EXERCISE AIM: Scan the entries for the word "configured" and return every line that has it.

Start of PROVIDED DATA

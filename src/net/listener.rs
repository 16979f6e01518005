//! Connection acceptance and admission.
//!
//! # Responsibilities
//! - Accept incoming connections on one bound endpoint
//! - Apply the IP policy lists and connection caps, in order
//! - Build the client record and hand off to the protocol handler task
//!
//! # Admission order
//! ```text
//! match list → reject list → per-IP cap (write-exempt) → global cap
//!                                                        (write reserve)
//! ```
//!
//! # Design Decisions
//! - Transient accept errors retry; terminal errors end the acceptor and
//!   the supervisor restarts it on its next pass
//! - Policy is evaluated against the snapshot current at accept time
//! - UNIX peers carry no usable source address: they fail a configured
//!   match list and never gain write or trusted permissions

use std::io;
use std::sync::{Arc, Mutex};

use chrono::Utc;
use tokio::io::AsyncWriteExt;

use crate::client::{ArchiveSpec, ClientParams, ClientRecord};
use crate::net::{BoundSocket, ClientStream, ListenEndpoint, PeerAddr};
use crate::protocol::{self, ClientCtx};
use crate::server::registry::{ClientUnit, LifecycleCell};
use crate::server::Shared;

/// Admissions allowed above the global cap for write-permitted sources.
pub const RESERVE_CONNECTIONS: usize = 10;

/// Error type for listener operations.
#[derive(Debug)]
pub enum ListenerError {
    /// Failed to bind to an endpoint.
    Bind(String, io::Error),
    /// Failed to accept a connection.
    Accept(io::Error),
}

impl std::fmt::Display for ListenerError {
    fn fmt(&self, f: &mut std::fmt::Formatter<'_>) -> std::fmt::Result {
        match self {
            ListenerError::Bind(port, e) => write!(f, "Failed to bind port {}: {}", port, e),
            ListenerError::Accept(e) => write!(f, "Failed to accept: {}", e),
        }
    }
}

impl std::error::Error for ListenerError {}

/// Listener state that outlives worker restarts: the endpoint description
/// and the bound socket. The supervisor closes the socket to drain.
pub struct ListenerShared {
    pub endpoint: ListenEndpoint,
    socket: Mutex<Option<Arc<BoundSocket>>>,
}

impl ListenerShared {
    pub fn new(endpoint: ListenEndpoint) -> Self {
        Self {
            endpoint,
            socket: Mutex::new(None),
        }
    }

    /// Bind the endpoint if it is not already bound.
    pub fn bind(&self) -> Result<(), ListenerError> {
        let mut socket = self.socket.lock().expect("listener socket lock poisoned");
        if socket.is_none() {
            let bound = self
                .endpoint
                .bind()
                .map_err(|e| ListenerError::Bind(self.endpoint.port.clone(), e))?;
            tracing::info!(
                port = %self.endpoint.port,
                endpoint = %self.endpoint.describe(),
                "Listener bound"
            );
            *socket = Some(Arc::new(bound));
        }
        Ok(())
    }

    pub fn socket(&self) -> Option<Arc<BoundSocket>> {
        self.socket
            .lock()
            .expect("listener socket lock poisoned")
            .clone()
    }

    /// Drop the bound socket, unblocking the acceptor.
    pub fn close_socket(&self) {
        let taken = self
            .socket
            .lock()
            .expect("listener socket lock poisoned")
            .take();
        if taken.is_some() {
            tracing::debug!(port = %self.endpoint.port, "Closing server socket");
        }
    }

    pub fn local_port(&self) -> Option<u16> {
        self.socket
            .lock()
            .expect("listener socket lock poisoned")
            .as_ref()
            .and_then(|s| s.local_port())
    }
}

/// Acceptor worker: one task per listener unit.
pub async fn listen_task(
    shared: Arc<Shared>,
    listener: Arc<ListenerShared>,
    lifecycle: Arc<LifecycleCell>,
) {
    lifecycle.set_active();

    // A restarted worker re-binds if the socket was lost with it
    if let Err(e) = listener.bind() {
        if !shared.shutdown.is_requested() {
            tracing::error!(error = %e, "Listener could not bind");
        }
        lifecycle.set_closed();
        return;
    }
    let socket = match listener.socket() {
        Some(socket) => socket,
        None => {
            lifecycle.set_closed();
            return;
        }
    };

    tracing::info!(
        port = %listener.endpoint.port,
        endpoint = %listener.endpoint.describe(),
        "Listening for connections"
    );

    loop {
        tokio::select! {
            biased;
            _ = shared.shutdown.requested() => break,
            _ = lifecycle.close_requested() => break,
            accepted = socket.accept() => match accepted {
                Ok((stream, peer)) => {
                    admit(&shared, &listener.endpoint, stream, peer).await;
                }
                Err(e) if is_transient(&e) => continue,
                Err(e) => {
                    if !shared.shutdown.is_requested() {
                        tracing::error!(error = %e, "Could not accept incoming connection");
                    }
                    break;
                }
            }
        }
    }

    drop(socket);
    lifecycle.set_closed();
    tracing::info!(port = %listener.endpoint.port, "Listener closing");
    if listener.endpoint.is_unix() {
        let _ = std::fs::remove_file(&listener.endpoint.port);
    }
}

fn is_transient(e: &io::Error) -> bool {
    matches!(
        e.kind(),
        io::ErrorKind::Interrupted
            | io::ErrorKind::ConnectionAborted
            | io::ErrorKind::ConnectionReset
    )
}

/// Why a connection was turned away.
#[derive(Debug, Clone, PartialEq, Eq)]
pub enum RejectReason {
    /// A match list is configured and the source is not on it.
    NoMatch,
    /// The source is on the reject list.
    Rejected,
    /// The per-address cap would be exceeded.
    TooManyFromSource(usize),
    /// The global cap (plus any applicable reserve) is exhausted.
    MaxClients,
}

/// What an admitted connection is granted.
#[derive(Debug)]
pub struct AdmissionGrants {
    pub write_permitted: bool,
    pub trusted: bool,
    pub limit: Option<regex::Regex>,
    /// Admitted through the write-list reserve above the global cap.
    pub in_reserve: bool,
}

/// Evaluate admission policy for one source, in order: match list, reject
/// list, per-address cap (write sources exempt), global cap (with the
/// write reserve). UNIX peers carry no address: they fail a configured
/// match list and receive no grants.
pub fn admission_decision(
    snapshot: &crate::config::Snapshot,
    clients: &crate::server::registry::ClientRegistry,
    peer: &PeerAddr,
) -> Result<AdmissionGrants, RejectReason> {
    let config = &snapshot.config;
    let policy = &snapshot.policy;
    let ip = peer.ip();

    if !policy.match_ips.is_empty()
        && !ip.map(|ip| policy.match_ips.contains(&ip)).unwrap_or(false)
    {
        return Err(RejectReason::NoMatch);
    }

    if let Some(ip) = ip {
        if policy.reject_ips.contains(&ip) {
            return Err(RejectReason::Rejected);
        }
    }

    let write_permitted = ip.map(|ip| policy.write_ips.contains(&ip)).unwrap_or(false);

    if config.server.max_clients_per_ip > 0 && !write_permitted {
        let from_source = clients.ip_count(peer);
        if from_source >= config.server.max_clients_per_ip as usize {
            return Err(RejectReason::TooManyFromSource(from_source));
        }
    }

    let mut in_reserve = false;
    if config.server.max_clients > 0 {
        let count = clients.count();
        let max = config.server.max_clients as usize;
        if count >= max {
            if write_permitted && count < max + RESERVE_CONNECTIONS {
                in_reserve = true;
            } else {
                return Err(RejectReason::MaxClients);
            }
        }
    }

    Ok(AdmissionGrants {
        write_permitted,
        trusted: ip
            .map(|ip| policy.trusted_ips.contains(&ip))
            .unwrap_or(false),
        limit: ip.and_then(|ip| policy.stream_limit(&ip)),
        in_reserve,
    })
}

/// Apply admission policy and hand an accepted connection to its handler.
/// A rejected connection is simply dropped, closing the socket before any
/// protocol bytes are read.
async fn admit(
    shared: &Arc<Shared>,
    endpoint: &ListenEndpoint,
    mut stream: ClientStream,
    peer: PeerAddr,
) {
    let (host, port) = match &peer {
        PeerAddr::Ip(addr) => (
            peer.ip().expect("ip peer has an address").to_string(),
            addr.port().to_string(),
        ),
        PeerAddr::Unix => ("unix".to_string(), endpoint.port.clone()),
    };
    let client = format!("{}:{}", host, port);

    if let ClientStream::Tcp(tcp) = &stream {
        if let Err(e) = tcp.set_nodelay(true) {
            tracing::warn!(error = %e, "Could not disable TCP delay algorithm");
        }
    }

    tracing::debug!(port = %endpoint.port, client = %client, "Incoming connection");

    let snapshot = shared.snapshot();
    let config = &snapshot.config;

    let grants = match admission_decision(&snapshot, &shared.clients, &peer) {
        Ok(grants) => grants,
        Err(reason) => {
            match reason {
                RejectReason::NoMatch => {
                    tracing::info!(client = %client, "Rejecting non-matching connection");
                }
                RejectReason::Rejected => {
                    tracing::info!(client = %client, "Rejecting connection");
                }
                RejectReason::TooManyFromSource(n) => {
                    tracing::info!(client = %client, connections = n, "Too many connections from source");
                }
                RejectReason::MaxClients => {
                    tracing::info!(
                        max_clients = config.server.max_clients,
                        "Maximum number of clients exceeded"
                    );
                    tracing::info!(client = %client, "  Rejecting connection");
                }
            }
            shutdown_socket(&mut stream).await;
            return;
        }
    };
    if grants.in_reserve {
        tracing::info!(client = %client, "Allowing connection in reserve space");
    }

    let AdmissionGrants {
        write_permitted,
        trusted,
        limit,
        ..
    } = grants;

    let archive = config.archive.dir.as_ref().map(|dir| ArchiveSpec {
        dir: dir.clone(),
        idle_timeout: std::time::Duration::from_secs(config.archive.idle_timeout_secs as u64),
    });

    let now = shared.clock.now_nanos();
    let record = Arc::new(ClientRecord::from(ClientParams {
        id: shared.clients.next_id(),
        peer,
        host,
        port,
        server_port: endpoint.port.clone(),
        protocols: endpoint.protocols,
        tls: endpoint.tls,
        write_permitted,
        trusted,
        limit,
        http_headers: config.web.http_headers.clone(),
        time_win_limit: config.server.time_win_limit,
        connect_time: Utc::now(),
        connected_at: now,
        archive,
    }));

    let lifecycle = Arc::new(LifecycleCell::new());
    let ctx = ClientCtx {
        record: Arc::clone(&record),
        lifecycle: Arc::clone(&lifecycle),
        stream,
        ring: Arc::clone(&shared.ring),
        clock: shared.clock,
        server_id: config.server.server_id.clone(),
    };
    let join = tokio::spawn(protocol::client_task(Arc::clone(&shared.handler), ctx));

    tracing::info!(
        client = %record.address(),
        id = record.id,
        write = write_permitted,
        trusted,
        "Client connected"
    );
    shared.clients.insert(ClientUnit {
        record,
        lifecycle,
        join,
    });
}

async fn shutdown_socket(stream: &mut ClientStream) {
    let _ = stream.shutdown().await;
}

End of PROVIDED DATA

ANSWER TO THIS TASK:
//! - UNIX peers carry no usable source address: they fail a configured
    /// A match list is configured and the source is not on it.
/// write reserve). UNIX peers carry no address: they fail a configured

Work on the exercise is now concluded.